The material on autism - and I know this is what people are interested in - was substantially better than the rest. Baron-Cohen has worked with autistic people, and displayed a great deal of empathy and familiarity. I strongly suspect that his theories for gender have been developed from his work with autistic adults, and then imposed later, as the social awareness/systematising dynamic seems to fit much better. Having said that, his thesis - these were extreme male brains - didn't shed a great deal of insight, and he completely ignores the sensory and other aspects of the disorder. (I could have lived, as well, without Baron-Cohen's deduction that a female equivalent to autism - where women can't do basic logic, but are wonderfully empathetic must exist, but we haven't noticed because such women must be so good at getting others to do everything for them!).

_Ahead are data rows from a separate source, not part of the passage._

use std::collections::{HashMap, HashSet};
use std::io;
use std::path::{Path, PathBuf};
use std::sync::atomic::{AtomicUsize, Ordering};
use std::sync::{Arc, Mutex};
use std::time::Duration;

use tempfile::TempDir;

use kb_events::{EventBus, EventKind, Subscription};

use crate::config::RuntimeConfig;
use crate::loader::KnowledgeLoader;
use crate::source::{ContentSource, SourceFuture};

/// Temporary content tree for end-to-end scenarios.
pub(super) struct TestTree {
    dir: TempDir,
}

impl TestTree {
    pub(super) fn new() -> Self {
        Self {
            dir: tempfile::tempdir().expect("tempdir"),
        }
    }

    pub(super) fn root(&self) -> &Path {
        self.dir.path()
    }

    pub(super) fn path(&self, relative: &str) -> PathBuf {
        self.dir.path().join(relative)
    }

    pub(super) async fn write(&self, relative: &str, contents: &str) {
        let path = self.path(relative);
        if let Some(parent) = path.parent() {
            tokio::fs::create_dir_all(parent).await.expect("mkdir");
        }
        tokio::fs::write(&path, contents).await.expect("write");
    }

    pub(super) async fn write_bytes(&self, relative: &str, contents: &[u8]) {
        let path = self.path(relative);
        if let Some(parent) = path.parent() {
            tokio::fs::create_dir_all(parent).await.expect("mkdir");
        }
        tokio::fs::write(&path, contents).await.expect("write");
    }

    pub(super) async fn remove(&self, relative: &str) {
        tokio::fs::remove_file(self.path(relative))
            .await
            .expect("remove");
    }
}

/// Content source whose per-path behavior is scripted by the test: reads can
/// fail, sleep, or pass through to the filesystem, and every source hit is
/// counted.
pub(super) struct ScriptedSource {
    reads: AtomicUsize,
    failing: Mutex<HashSet<PathBuf>>,
    delays: Mutex<HashMap<PathBuf, Duration>>,
}

impl ScriptedSource {
    pub(super) fn new() -> Arc<Self> {
        Arc::new(Self {
            reads: AtomicUsize::new(0),
            failing: Mutex::new(HashSet::new()),
            delays: Mutex::new(HashMap::new()),
        })
    }

    pub(super) fn fail(&self, path: PathBuf) {
        self.failing.lock().expect("failing set").insert(path);
    }

    pub(super) fn heal(&self, path: &Path) {
        self.failing.lock().expect("failing set").remove(path);
    }

    pub(super) fn delay(&self, path: PathBuf, delay: Duration) {
        self.delays.lock().expect("delay map").insert(path, delay);
    }

    pub(super) fn source_reads(&self) -> usize {
        self.reads.load(Ordering::SeqCst)
    }
}

impl ContentSource for ScriptedSource {
    fn read(&self, path: &Path) -> SourceFuture<io::Result<Vec<u8>>> {
        self.reads.fetch_add(1, Ordering::SeqCst);
        let fail = self.failing.lock().expect("failing set").contains(path);
        let delay = self
            .delays
            .lock()
            .expect("delay map")
            .get(path)
            .copied()
            .unwrap_or(Duration::ZERO);
        let path = path.to_path_buf();
        Box::pin(async move {
            if !delay.is_zero() {
                tokio::time::sleep(delay).await;
            }
            if fail {
                return Err(io::Error::new(
                    io::ErrorKind::Other,
                    "scripted read failure",
                ));
            }
            // Synchronous read on purpose: paused-clock tests must not
            // yield mid-read, or auto-advance would fire deadline timers
            // before the bytes arrive.
            std::fs::read(&path)
        })
    }
}

/// Builds a loader over `tree` with `tweak` applied to the default config.
pub(super) async fn build_loader(
    tree: &TestTree,
    bus: EventBus,
    source: Option<Arc<dyn ContentSource>>,
    tweak: impl FnOnce(&mut RuntimeConfig),
) -> KnowledgeLoader {
    let mut config = RuntimeConfig::default();
    config.content_root = tree.root().to_path_buf();
    tweak(&mut config);
    let mut builder = KnowledgeLoader::builder().config(config).event_bus(bus);
    if let Some(source) = source {
        builder = builder.content_source(source);
    }
    builder.build().await
}

pub(super) fn drain_kinds(subscription: &mut Subscription) -> Vec<EventKind> {
    subscription
        .drain()
        .into_iter()
        .map(|event| event.kind)
        .collect()
}

pub(super) fn count_kind(kinds: &[EventKind], kind: EventKind) -> usize {
    kinds.iter().filter(|candidate| **candidate == kind).count()
}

I think I'm running out of puff! The book isn't completely without value. Some of his material on neurology is less terrible (yes, I'm scratching here) and his discussion about intersex individuals similarly. Both of these are better recorded elsewhere though.

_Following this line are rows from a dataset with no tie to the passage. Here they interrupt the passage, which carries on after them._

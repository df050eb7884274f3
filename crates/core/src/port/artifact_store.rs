// Artifact Store Port - persistence for result files, reports and scripts

use crate::domain::{CheckKind, CommandResult};
use crate::error::Result;
use async_trait::async_trait;
use std::path::PathBuf;

/// A result artifact loaded back from storage
#[derive(Debug, Clone, PartialEq)]
pub struct StoredArtifact {
    pub file_name: String,
    pub contents: serde_json::Value,
}

impl StoredArtifact {
    pub fn new(file_name: impl Into<String>, contents: serde_json::Value) -> Self {
        Self {
            file_name: file_name.into(),
            contents,
        }
    }

    /// Name prefix before the timestamp (`health_check` for
    /// `health_check_20240131_235959.json`)
    pub fn prefix(&self) -> &str {
        split_artifact_name(&self.file_name)
            .map(|(prefix, _)| prefix)
            .unwrap_or(&self.file_name)
    }

    /// `YYYYMMDD_HHMMSS` component of the file name, if present
    pub fn stamp(&self) -> Option<&str> {
        split_artifact_name(&self.file_name).map(|(_, stamp)| stamp)
    }

    /// Check kind this artifact was produced by, if it is a suite result
    pub fn kind(&self) -> Option<CheckKind> {
        CheckKind::from_slug(self.prefix())
    }

    /// Command results contained in the artifact, keyed by label
    ///
    /// Entries that do not have the result shape (e.g. monitoring
    /// snapshots) are skipped.
    pub fn check_results(&self) -> Vec<(String, CommandResult)> {
        let Some(object) = self.contents.as_object() else {
            return Vec::new();
        };

        object
            .iter()
            .filter_map(|(label, value)| {
                serde_json::from_value::<CommandResult>(value.clone())
                    .ok()
                    .map(|result| (label.clone(), result))
            })
            .collect()
    }
}

/// Serialize with 4-space indentation, the layout of every JSON file the
/// toolkit writes
pub fn to_pretty_json<T: serde::Serialize + ?Sized>(value: &T) -> serde_json::Result<String> {
    let mut buf = Vec::new();
    let formatter = serde_json::ser::PrettyFormatter::with_indent(b"    ");
    let mut serializer = serde_json::Serializer::with_formatter(&mut buf, formatter);
    serde::Serialize::serialize(value, &mut serializer)?;
    // serde_json only ever emits valid UTF-8
    Ok(String::from_utf8_lossy(&buf).into_owned())
}

/// Split `{prefix}_{YYYYMMDD}_{HHMMSS}.json` into prefix and stamp
pub fn split_artifact_name(file_name: &str) -> Option<(&str, &str)> {
    let stem = file_name.strip_suffix(".json")?;
    // stamp is the last 15 characters: 8 digits, '_', 6 digits
    if stem.len() < 17 || !stem.is_char_boundary(stem.len() - 15) {
        return None;
    }
    let (head, stamp) = stem.split_at(stem.len() - 15);
    let prefix = head.strip_suffix('_')?;

    let bytes = stamp.as_bytes();
    let well_formed = bytes.iter().enumerate().all(|(i, b)| {
        if i == 8 {
            *b == b'_'
        } else {
            b.is_ascii_digit()
        }
    });

    if well_formed && !prefix.is_empty() {
        Some((prefix, stamp))
    } else {
        None
    }
}

/// Artifact persistence
///
/// Result artifacts live in the results directory; reports and scripts in
/// their own directories so reports never embed earlier reports.
#[async_trait]
pub trait ArtifactStore: Send + Sync {
    /// Persist a JSON artifact as `{prefix}_{stamp}.json` in the results
    /// directory
    ///
    /// # Returns
    /// Path of the written file
    async fn save_json(
        &self,
        prefix: &str,
        stamp: &str,
        body: &serde_json::Value,
    ) -> Result<PathBuf>;

    /// Load every result artifact, oldest first
    ///
    /// Files that are not valid JSON are skipped with a warning.
    async fn load_results(&self) -> Result<Vec<StoredArtifact>>;

    /// Write a report document into the reports directory
    async fn write_report(&self, file_name: &str, contents: &str) -> Result<PathBuf>;

    /// Write a shell script into the scripts directory (executable on Unix)
    async fn write_script(&self, file_name: &str, contents: &str) -> Result<PathBuf>;
}

// ============================================================================
// Mock Implementations for Testing
// ============================================================================

pub mod mocks {
    use super::*;
    use std::collections::BTreeMap;
    use std::sync::{Arc, Mutex};

    /// In-memory artifact store
    #[derive(Clone, Default)]
    pub struct InMemoryArtifactStore {
        results: Arc<Mutex<BTreeMap<String, serde_json::Value>>>,
        reports: Arc<Mutex<BTreeMap<String, String>>>,
        scripts: Arc<Mutex<BTreeMap<String, String>>>,
    }

    impl InMemoryArtifactStore {
        pub fn new() -> Self {
            Self::default()
        }

        /// Seed a result artifact directly
        pub fn insert_result(&self, file_name: impl Into<String>, body: serde_json::Value) {
            self.results
                .lock()
                .unwrap_or_else(|e| e.into_inner())
                .insert(file_name.into(), body);
        }

        pub fn result(&self, file_name: &str) -> Option<serde_json::Value> {
            self.results
                .lock()
                .unwrap_or_else(|e| e.into_inner())
                .get(file_name)
                .cloned()
        }

        pub fn result_names(&self) -> Vec<String> {
            self.results
                .lock()
                .unwrap_or_else(|e| e.into_inner())
                .keys()
                .cloned()
                .collect()
        }

        pub fn report(&self, file_name: &str) -> Option<String> {
            self.reports
                .lock()
                .unwrap_or_else(|e| e.into_inner())
                .get(file_name)
                .cloned()
        }

        pub fn report_names(&self) -> Vec<String> {
            self.reports
                .lock()
                .unwrap_or_else(|e| e.into_inner())
                .keys()
                .cloned()
                .collect()
        }

        pub fn script(&self, file_name: &str) -> Option<String> {
            self.scripts
                .lock()
                .unwrap_or_else(|e| e.into_inner())
                .get(file_name)
                .cloned()
        }
    }

    #[async_trait]
    impl ArtifactStore for InMemoryArtifactStore {
        async fn save_json(
            &self,
            prefix: &str,
            stamp: &str,
            body: &serde_json::Value,
        ) -> Result<PathBuf> {
            let name = format!("{}_{}.json", prefix, stamp);
            self.insert_result(name.clone(), body.clone());
            Ok(PathBuf::from("memory/results").join(name))
        }

        async fn load_results(&self) -> Result<Vec<StoredArtifact>> {
            let results = self.results.lock().unwrap_or_else(|e| e.into_inner());
            let mut artifacts: Vec<StoredArtifact> = results
                .iter()
                .map(|(name, body)| StoredArtifact::new(name.clone(), body.clone()))
                .collect();
            artifacts.sort_by(|a, b| {
                a.stamp()
                    .cmp(&b.stamp())
                    .then_with(|| a.file_name.cmp(&b.file_name))
            });
            Ok(artifacts)
        }

        async fn write_report(&self, file_name: &str, contents: &str) -> Result<PathBuf> {
            self.reports
                .lock()
                .unwrap_or_else(|e| e.into_inner())
                .insert(file_name.to_string(), contents.to_string());
            Ok(PathBuf::from("memory/reports").join(file_name))
        }

        async fn write_script(&self, file_name: &str, contents: &str) -> Result<PathBuf> {
            self.scripts
                .lock()
                .unwrap_or_else(|e| e.into_inner())
                .insert(file_name.to_string(), contents.to_string());
            Ok(PathBuf::from("memory/scripts").join(file_name))
        }
    }
}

Finally then, what was simply most offensive is Baron-Cohen's complete obfuscation of the social situation and role of gender difference. Towards the end of the book, he lists the occupations each gendered brain is best suited for, citing, those with "female brains" "make the most wonderful counsellors, primary-school teachers, nurses, therapists, social workers, mediators, group facilitators or personnel staff". Those with "male brains" in contrast "make the most wonderful scientists, engineers, mechanics, technicians, musicians, architects, electricians, plumbers, taxonomists, catalogists, bankers, programmers or lawyers". Don't worry, ladies, he adds a caveat that female-brains could apply for the PR aspects of these jobs! Yet a page later, he adds, "Society at present is likely to be biased towards accepting the extreme female brain and stigmatises the extreme male brain". Because all those primary school teachers and nurses I know are so much more valued than engineers and lawyers.
This is a really important topic, and this book mostly stands as to why you need to take claims that we "now understand" gender behaviour as mostly rubbish. Books like this just show that this research is still driven by a need to explain away aspects of society that make us uncomfortable, not to explore real differences. That was my key take home, anyway.